September 09, 2008

Study Abroad course will focus on human rights

by K.C. Jaehnig

CARBONDALE, Ill. -- A Southern Illinois University Carbondale Study Abroad course offered during the semester break will take students to Germany to study the origin and development of the human rights movement.

Led by Elisabeth Reichert, a German native and an SIUC professor of social work, the course should prove particularly useful to social work students and professionals interested in European approaches to social problems within a human rights context. But students from disciplines such as history, sociology, psychology, political science and economics as well as community members concerned with human rights could find the course valuable, too.

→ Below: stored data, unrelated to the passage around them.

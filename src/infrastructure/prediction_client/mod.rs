pub mod http;

use crate::domain::error::Result;
use crate::domain::prediction::{BatchPredictions, HealthStatus, PredictRequest, SinglePrediction};
use async_trait::async_trait;

pub use http::HttpPredictionClient;

#[async_trait]
pub trait PredictionClient {
    async fn predict(&self, request: &PredictRequest) -> Result<SinglePrediction>;
    async fn predict_batch(&self, batch: &[Vec<f64>]) -> Result<BatchPredictions>;
    async fn health(&self) -> Result<HealthStatus>;
}
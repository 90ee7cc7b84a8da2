pub mod use_cases;

pub use use_cases::batch_buffer::BatchBuffer;
pub use use_cases::csv_exporter::CsvExporter;
pub use use_cases::csv_importer::{CsvImporter, ImportSummary};
pub use use_cases::predict::PredictUseCase;
pub use use_cases::record_validator::RecordValidator;
pub use use_cases::session::{ExportOutcome, Session};
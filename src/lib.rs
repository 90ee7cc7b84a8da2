pub mod app;
pub mod application;
pub mod domain;
pub mod infrastructure;
pub mod interfaces;
pub mod shared;

pub use app::run;
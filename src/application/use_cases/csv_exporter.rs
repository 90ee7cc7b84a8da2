// ============================================================
// CSV EXPORTER USE CASE
// ============================================================
// Build the single-prediction log and the batch result CSVs.
// Output is LF-joined, unquoted, with no trailing newline.

use csv::{QuoteStyle, Terminator, WriterBuilder};

use crate::domain::error::{AppError, Result};
use crate::domain::prediction::{BatchResultSet, SinglePredictionEntry};
use crate::domain::schema::ColumnSchema;
use crate::shared::number_format::{format_number, format_number_array, format_scalar};

pub const SINGLE_LOG_HEADER: [&str; 4] = ["index", "input", "prediction", "probability"];

/// Default file names offered for download
pub const SINGLE_LOG_FILE: &str = "predictions.csv";
pub const BATCH_FILE: &str = "batch_predictions.csv";

pub struct CsvExporter;

impl CsvExporter {
    /// `index,input,prediction,probability` with the input as quoted JSON array text
    pub fn single_log_csv(entries: &[SinglePredictionEntry]) -> Result<String> {
        let mut rows = Vec::with_capacity(entries.len() + 1);
        rows.push(SINGLE_LOG_HEADER.iter().map(|h| h.to_string()).collect());

        for (idx, entry) in entries.iter().enumerate() {
            rows.push(vec![
                (idx + 1).to_string(),
                format!("\"{}\"", format_number_array(&entry.input)),
                format_scalar(&entry.output.prediction),
                entry
                    .output
                    .probability
                    .map(format_number)
                    .unwrap_or_default(),
            ]);
        }

        write_rows(&rows)
    }

    /// Schema fields then `prediction,probability`, one row per submitted record
    pub fn batch_csv(schema: &ColumnSchema, results: &BatchResultSet) -> Result<String> {
        if results.predictions.len() != results.matrix.len()
            || results.probabilities.len() != results.matrix.len()
        {
            return Err(AppError::Internal(format!(
                "Result set is not aligned: {} rows, {} predictions, {} probabilities",
                results.matrix.len(),
                results.predictions.len(),
                results.probabilities.len()
            )));
        }

        let mut header: Vec<String> = schema.iter().map(|f| f.to_string()).collect();
        header.push("prediction".to_string());
        header.push("probability".to_string());

        let mut rows = Vec::with_capacity(results.len() + 1);
        rows.push(header);

        for ((values, prediction), probability) in results
            .matrix
            .iter()
            .zip(&results.predictions)
            .zip(&results.probabilities)
        {
            let mut row: Vec<String> = values.iter().map(|v| format_number(*v)).collect();
            row.push(format_scalar(prediction));
            row.push(format_number(*probability));
            rows.push(row);
        }

        write_rows(&rows)
    }
}

fn write_rows(rows: &[Vec<String>]) -> Result<String> {
    let mut writer = WriterBuilder::new()
        .quote_style(QuoteStyle::Never)
        .terminator(Terminator::Any(b'\n'))
        .flexible(true)
        .from_writer(Vec::new());

    for row in rows {
        writer.write_record(row)?;
    }

    let bytes = writer
        .into_inner()
        .map_err(|e| AppError::Internal(format!("Failed to flush CSV writer: {}", e)))?;
    let mut text = String::from_utf8(bytes)
        .map_err(|e| AppError::Internal(format!("CSV output is not UTF-8: {}", e)))?;

    if text.ends_with('\n') {
        text.pop();
    }
    Ok(text)
}
// ============================================================
// CSV IMPORTER USE CASE
// ============================================================
// Map arbitrary header order onto the column schema and append
// the parsed records to the batch buffer, all or nothing.

use std::path::Path;
use std::sync::Arc;

use tracing::{debug, info};

use crate::application::use_cases::batch_buffer::BatchBuffer;
use crate::application::use_cases::record_validator::parse_field;
use crate::domain::error::{AppError, Result};
use crate::domain::record::{RawValue, Record};
use crate::domain::schema::ColumnSchema;
use crate::infrastructure::csv::{read_text_file, CsvParser, CsvTable};

/// Outcome of a successful import
#[derive(Debug, Clone, Copy, PartialEq, Eq)]
pub struct ImportSummary {
    /// Data lines imported, header excluded
    pub rows: usize,
}

pub struct CsvImporter {
    schema: Arc<ColumnSchema>,
    parser: CsvParser,
}

impl CsvImporter {
    pub fn new(schema: Arc<ColumnSchema>) -> Self {
        Self {
            schema,
            parser: CsvParser::new(),
        }
    }

    /// Parse text into records without touching any buffer
    pub fn parse(&self, content: &str) -> Result<Vec<Record>> {
        let table = self.parser.parse_content(content)?;
        self.records_from_table(&table)
    }

    /// Parse text and append every record, or nothing on failure
    pub fn import_text(&self, content: &str, buffer: &mut BatchBuffer) -> Result<ImportSummary> {
        let records = self.parse(content)?;
        self.append_all(records, buffer)
    }

    /// Read a file (any supported encoding) and import it
    pub fn import_file(&self, path: &Path, buffer: &mut BatchBuffer) -> Result<ImportSummary> {
        let content = read_text_file(path)?;
        let summary = self.import_text(&content, buffer)?;
        info!(path = %path.display(), rows = summary.rows, "CSV imported");
        Ok(summary)
    }

    fn append_all(&self, records: Vec<Record>, buffer: &mut BatchBuffer) -> Result<ImportSummary> {
        let rows = records.len();
        buffer.extend(records)?;
        Ok(ImportSummary { rows })
    }

    fn records_from_table(&self, table: &CsvTable) -> Result<Vec<Record>> {
        if table.is_empty() {
            debug!("CSV import: no lines");
            return Ok(Vec::new());
        }

        let indices = self.resolve_columns(&table.headers)?;

        let mut records = Vec::with_capacity(table.rows.len());
        for (row_idx, row) in table.rows.iter().enumerate() {
            let mut values = Vec::with_capacity(indices.len());
            for (field, &col) in self.schema.iter().zip(&indices) {
                let cell = row.get(col).map(String::as_str).unwrap_or("");
                let value = parse_field(field, &RawValue::from(cell)).map_err(|e| {
                    AppError::ImportError(format!("Line {}: {}", row_idx + 1, e))
                })?;
                values.push(value);
            }
            records.push(Record::from_checked(self.schema.clone(), values));
        }

        Ok(records)
    }

    /// Header index of each schema field, in schema order.
    /// Duplicate header names resolve to the first occurrence.
    fn resolve_columns(&self, headers: &[String]) -> Result<Vec<usize>> {
        self.schema
            .iter()
            .map(|field| {
                headers
                    .iter()
                    .position(|h| h == field)
                    .ok_or_else(|| AppError::ImportError(format!("CSV missing column: {}", field)))
            })
            .collect()
    }
}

“Interest in human rights arose from the history of this part of the world,” Reichert said. “There are lessons we can learn from what happened there that apply to what’s happening today. When we visit Dachau, it’s a reminder that this is how it ends when human rights are violated.”

Chicago resident Katie A. Lenza, now a graduate student in social work, took the class in May 2007 and still remembers her visit to Dachau.

“I had learned about it in history, but I never felt the way I did when I was there -- it was intense,” she recalled.

“Intense” pretty much describes the rest of the course as well, both in content and structure.

“We have a set curriculum and many planned activities,” Reichert said. “We have a full program, and we’re always on the go. It’s pretty typical of intersession classes.”

In addition to touring historical sites, students will visit social agencies and meet with German social work students and faculty.

“Students are always amazed at the different approaches to social problems,” Reichert said. Lenza found that cut both ways.

“When we were talking about health care, they couldn’t really grasp how in this country not everyone has the right to health care -- that it’s considered more of a privilege,” she recalled. “In Germany, they think of it as a need.”

Lenza found this exchange of ideas and approaches one of the most valuable parts of the course.

“We’re all in this together -- a lot of countries are struggling with the same things we are,” she said. “It’s a good experience to see how other countries are handling these issues. I think it helps develop an open mind.”

Registration for the program, which runs from Jan. 3 through Jan. 11, costs $2,000. This fee covers transportation within Germany (participants must pay their own way to get there), lodging and some meals. Those taking the course for credit also must pay for tuition. Undergraduates may apply for small stipends to help defray these costs.